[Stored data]
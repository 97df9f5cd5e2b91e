use crate::{
    error::{ErrorCode, KeyResourceResult, KeyResourceResultExt},
    lifecycle::ResourceState,
    model::KeyModel,
};
use std::{
    fs,
    io::{ErrorKind, Write},
    path::{Path, PathBuf},
};

/// A JSON file holding the record of one key.
///
/// A missing file is an absent key. Writes go to a temporary file in the same directory that
/// is then renamed over the target, so a crash never leaves half a record behind. On unix the
/// temporary file, and therefore the state file, is only readable by its owner.
#[derive(Debug, Clone)]
pub struct StateFile {
    path: PathBuf,
}

impl StateFile {
    pub fn new(path: impl Into<PathBuf>) -> Self {
        Self { path: path.into() }
    }

    pub fn path(&self) -> &Path {
        &self.path
    }

    pub fn load(&self) -> KeyResourceResult<ResourceState> {
        let s = match fs::read_to_string(&self.path) {
            Ok(s) => s,
            Err(e) if e.kind() == ErrorKind::NotFound => return Ok(ResourceState::Absent),
            Err(e) => {
                return Err(e).res_err_ctx(ErrorCode::ERR_IO, format!("reading {}", self.path.display()));
            }
        };
        let model: KeyModel = serde_json::from_str(&s)
            .res_err_ctx(ErrorCode::ERR_STATE_INVALID, format!("parsing {}", self.path.display()))?;
        Ok(ResourceState::Present(model))
    }

    pub fn store(&self, state: &ResourceState) -> KeyResourceResult<()> {
        match state {
            ResourceState::Absent => self.remove(),
            ResourceState::Present(model) => self.write(model, true),
        }
    }

    /// Record a newly created key, failing with `ERR_ALREADY_EXISTS` if the file exists by now.
    ///
    /// The check happens when the file is moved into place, so of two concurrent creates that
    /// both loaded an absent state only the first one succeeds.
    pub fn store_new(&self, model: &KeyModel) -> KeyResourceResult<()> {
        self.write(model, false)
    }

    fn write(&self, model: &KeyModel, replace: bool) -> KeyResourceResult<()> {
        let dir = match self.path.parent() {
            Some(p) if !p.as_os_str().is_empty() => p,
            _ => Path::new("."),
        };
        let json = serde_json::to_vec_pretty(model).res_err(ErrorCode::ERR_STATE_INVALID)?;
        let mut tmp = tempfile::NamedTempFile::new_in(dir)
            .res_err_ctx(ErrorCode::ERR_IO, format!("creating temporary file in {}", dir.display()))?;
        tmp.write_all(&json)
            .and_then(|_| tmp.as_file().sync_all())
            .res_err_ctx(ErrorCode::ERR_IO, "writing temporary state file")?;
        let persisted = if replace {
            tmp.persist(&self.path)
        } else {
            tmp.persist_noclobber(&self.path)
        };
        persisted.map_err(|e| match e.error.kind() {
            ErrorKind::AlreadyExists => ErrorCode::ERR_ALREADY_EXISTS.with_message(format!(
                "{} already holds a key, delete it before creating a new one",
                self.path.display()
            )),
            _ => ErrorCode::ERR_IO.with_message(format!("writing {} ({})", self.path.display(), e.error)),
        })?;
        tracing::debug!(path = %self.path.display(), "stored key state");
        Ok(())
    }

    fn remove(&self) -> KeyResourceResult<()> {
        match fs::remove_file(&self.path) {
            Ok(()) => {
                tracing::debug!(path = %self.path.display(), "removed key state");
                Ok(())
            }
            Err(e) if e.kind() == ErrorKind::NotFound => Ok(()),
            Err(e) => Err(e).res_err_ctx(ErrorCode::ERR_IO, format!("removing {}", self.path.display())),
        }
    }
}
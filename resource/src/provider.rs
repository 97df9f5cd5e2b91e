use crate::{lifecycle::KeyResource, schema::Schema};
use serde::Serialize;

/// Describes what this provider offers to a host.
///
/// There is nothing to configure at provider level and no data sources, only the key resource.
#[derive(Debug, Clone, PartialEq, Eq, Serialize)]
pub struct ProviderMetadata {
    pub type_name: &'static str,
    pub version: &'static str,
    pub resources: Vec<String>,
    pub data_sources: Vec<String>,
}

#[derive(Debug, Clone, Default)]
pub struct Provider {
    key: KeyResource,
}

impl Provider {
    pub const TYPE_NAME: &'static str = "libp2p";

    pub fn metadata(&self) -> ProviderMetadata {
        ProviderMetadata {
            type_name: Self::TYPE_NAME,
            version: env!("CARGO_PKG_VERSION"),
            resources: vec![KeyResource::type_name(Self::TYPE_NAME)],
            data_sources: Vec::new(),
        }
    }

    /// The provider's own configuration schema, which has no attributes.
    pub fn schema(&self) -> Schema {
        Schema { attributes: Vec::new() }
    }

    pub fn key(&self) -> &KeyResource {
        &self.key
    }
}

#[cfg(test)]
mod tests {
    use super::*;

    #[test]
    fn offers_the_key_resource() {
        let provider = Provider::default();
        let meta = provider.metadata();
        assert_eq!(meta.type_name, "libp2p");
        assert_eq!(meta.resources, vec!["libp2p_key".to_owned()]);
        assert!(meta.data_sources.is_empty());
        assert!(provider.schema().attributes.is_empty());
        assert_eq!(provider.key().schema(), &Schema::key());
    }
}
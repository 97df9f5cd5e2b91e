use libp2p_keygen::{EncodedKeyPair, KeyAlgorithm};
use serde::{Deserialize, Serialize};
use std::fmt::{self, Debug};

/// The persisted record of a `libp2p_key`.
///
/// Field names are the attribute names of the schema. `bits` is stored as it was requested,
/// even for algorithms that ignore it.
#[derive(Clone, PartialEq, Eq, Serialize, Deserialize)]
pub struct KeyModel {
    pub id: String,
    #[serde(rename = "type")]
    pub key_type: KeyAlgorithm,
    #[serde(default, skip_serializing_if = "Option::is_none")]
    pub bits: Option<i64>,
    pub private: String,
    pub public: String,
    pub peer_id: String,
}

impl Debug for KeyModel {
    fn fmt(&self, f: &mut fmt::Formatter<'_>) -> fmt::Result {
        f.debug_struct("KeyModel")
            .field("id", &self.id)
            .field("type", &self.key_type)
            .field("bits", &self.bits)
            .field("private", &"<sensitive>")
            .field("public", &"<sensitive>")
            .field("peer_id", &self.peer_id)
            .finish()
    }
}

impl KeyModel {
    pub fn new(key_type: KeyAlgorithm, bits: Option<i64>, encoded: EncodedKeyPair) -> Self {
        let EncodedKeyPair {
            private,
            public,
            peer_id,
            content_id,
        } = encoded;
        Self {
            id: content_id,
            key_type,
            bits,
            private,
            public,
            peer_id,
        }
    }

    /// Look up an attribute by its schema name.
    pub fn get(&self, attribute: &str) -> Option<String> {
        match attribute {
            "id" => Some(self.id.clone()),
            "type" => Some(self.key_type.to_string()),
            "bits" => self.bits.map(|b| b.to_string()),
            "private" => Some(self.private.clone()),
            "public" => Some(self.public.clone()),
            "peer_id" => Some(self.peer_id.clone()),
            _ => None,
        }
    }
}

#[cfg(test)]
mod tests {
    use super::*;

    fn model() -> KeyModel {
        KeyModel {
            id: "bafzaa".into(),
            key_type: KeyAlgorithm::Ed25519,
            bits: None,
            private: "cHJpdmF0ZQ==".into(),
            public: "cHVibGlj".into(),
            peer_id: "12D3KooW".into(),
        }
    }

    #[test]
    fn debug_is_redacted() {
        let debug = format!("{:?}", model());
        assert!(!debug.contains("cHJpdmF0ZQ=="));
        assert!(!debug.contains("cHVibGlj"));
        assert!(debug.contains("12D3KooW"));
    }

    #[test]
    fn json_shape() {
        let json = serde_json::to_value(model()).unwrap();
        assert_eq!(
            json,
            serde_json::json!({
                "id": "bafzaa",
                "type": "ED25519",
                "private": "cHJpdmF0ZQ==",
                "public": "cHVibGlj",
                "peer_id": "12D3KooW",
            })
        );
        let mut with_bits = model();
        with_bits.bits = Some(7);
        let back: KeyModel = serde_json::from_str(&serde_json::to_string(&with_bits).unwrap()).unwrap();
        assert_eq!(back, with_bits);
    }

    #[test]
    fn attribute_lookup() {
        let m = model();
        assert_eq!(m.get("type").as_deref(), Some("ED25519"));
        assert_eq!(m.get("bits"), None);
        assert_eq!(m.get("nope"), None);
    }
}
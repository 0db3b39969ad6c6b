//! HTTP client for the local NLP sidecar service.
//!
//! The sidecar wraps the Portuguese language model and the summarization
//! model behind two JSON endpoints (`/annotate`, `/summarize`). Models are
//! expensive to load, so the sidecar holds them for its process lifetime and
//! this client is constructed once at startup and reused for every request.

use serde::de::DeserializeOwned;
use serde::{Deserialize, Serialize};

use crate::error::ProviderError;
use crate::pipeline::provider::{LanguageAnalyzer, SpanAnnotation, SpanLabel, SummaryProvider};

/// Blocking HTTP client for the NLP sidecar.
pub struct NlpServiceClient {
    base_url: String,
    client: reqwest::blocking::Client,
    timeout_secs: u64,
}

impl NlpServiceClient {
    /// Create a client pointing at the sidecar.
    pub fn new(base_url: &str, timeout_secs: u64) -> Self {
        let client = reqwest::blocking::Client::builder()
            .timeout(std::time::Duration::from_secs(timeout_secs))
            .build()
            .expect("failed to create HTTP client");

        Self {
            base_url: base_url.trim_end_matches('/').to_string(),
            client,
            timeout_secs,
        }
    }

    /// Default sidecar instance at localhost:8600 with a 2-minute timeout.
    pub fn default_local() -> Self {
        Self::new("http://localhost:8600", 120)
    }

    /// The base URL this client talks to.
    pub fn base_url(&self) -> &str {
        &self.base_url
    }

    /// Probe the sidecar's health endpoint. False on any failure; used
    /// only for a startup log line, never to gate a request.
    pub fn is_available(&self) -> bool {
        let url = format!("{}/health", self.base_url);
        match self.client.get(&url).send() {
            Ok(response) => response.status().is_success(),
            Err(_) => false,
        }
    }

    fn post_json<B: Serialize, R: DeserializeOwned>(
        &self,
        path: &str,
        body: &B,
    ) -> Result<R, ProviderError> {
        let url = format!("{}{}", self.base_url, path);

        let response = self.client.post(&url).json(body).send().map_err(|e| {
            if e.is_connect() {
                ProviderError::Connection(self.base_url.clone())
            } else if e.is_timeout() {
                ProviderError::Timeout(self.timeout_secs)
            } else {
                ProviderError::HttpClient(e.to_string())
            }
        })?;

        let status = response.status();
        if !status.is_success() {
            let body = response.text().unwrap_or_default();
            return Err(ProviderError::Service {
                status: status.as_u16(),
                body,
            });
        }

        response
            .json()
            .map_err(|e| ProviderError::ResponseParsing(e.to_string()))
    }

    fn annotate_document(&self, text: &str) -> Result<AnnotateResponse, ProviderError> {
        self.post_json("/annotate", &AnnotateRequest { text })
    }
}

/// Request body for POST /annotate
#[derive(Serialize)]
struct AnnotateRequest<'a> {
    text: &'a str,
}

/// Response body from POST /annotate
#[derive(Deserialize)]
struct AnnotateResponse {
    entities: Vec<RawSpan>,
    sentences: Vec<String>,
}

#[derive(Deserialize)]
struct RawSpan {
    text: String,
    label: String,
}

/// Request body for POST /summarize
#[derive(Serialize)]
struct SummarizeRequest<'a> {
    text: &'a str,
    min_length: u32,
    max_length: u32,
}

/// Response body from POST /summarize
#[derive(Deserialize)]
struct SummarizeResponse {
    summary: String,
}

impl LanguageAnalyzer for NlpServiceClient {
    fn annotate(&self, text: &str) -> Result<Vec<SpanAnnotation>, ProviderError> {
        let document = self.annotate_document(text)?;
        Ok(document
            .entities
            .into_iter()
            .map(|span| SpanAnnotation {
                label: SpanLabel::from_tag(&span.label),
                text: span.text,
            })
            .collect())
    }

    fn sentences(&self, text: &str) -> Result<Vec<String>, ProviderError> {
        let document = self.annotate_document(text)?;
        Ok(document.sentences)
    }
}

impl SummaryProvider for NlpServiceClient {
    fn summarize(
        &self,
        text: &str,
        min_len: u32,
        max_len: u32,
    ) -> Result<String, ProviderError> {
        let response: SummarizeResponse = self.post_json(
            "/summarize",
            &SummarizeRequest {
                text,
                min_length: min_len,
                max_length: max_len,
            },
        )?;
        Ok(response.summary)
    }
}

Task item
Only the lines of the data holding the string "EncodedKeyPair" are wanted; copy each of them.

Response to this task
use libp2p_keygen::{EncodedKeyPair, KeyAlgorithm};
    pub fn new(key_type: KeyAlgorithm, bits: Option<i64>, encoded: EncodedKeyPair) -> Self {
        let EncodedKeyPair {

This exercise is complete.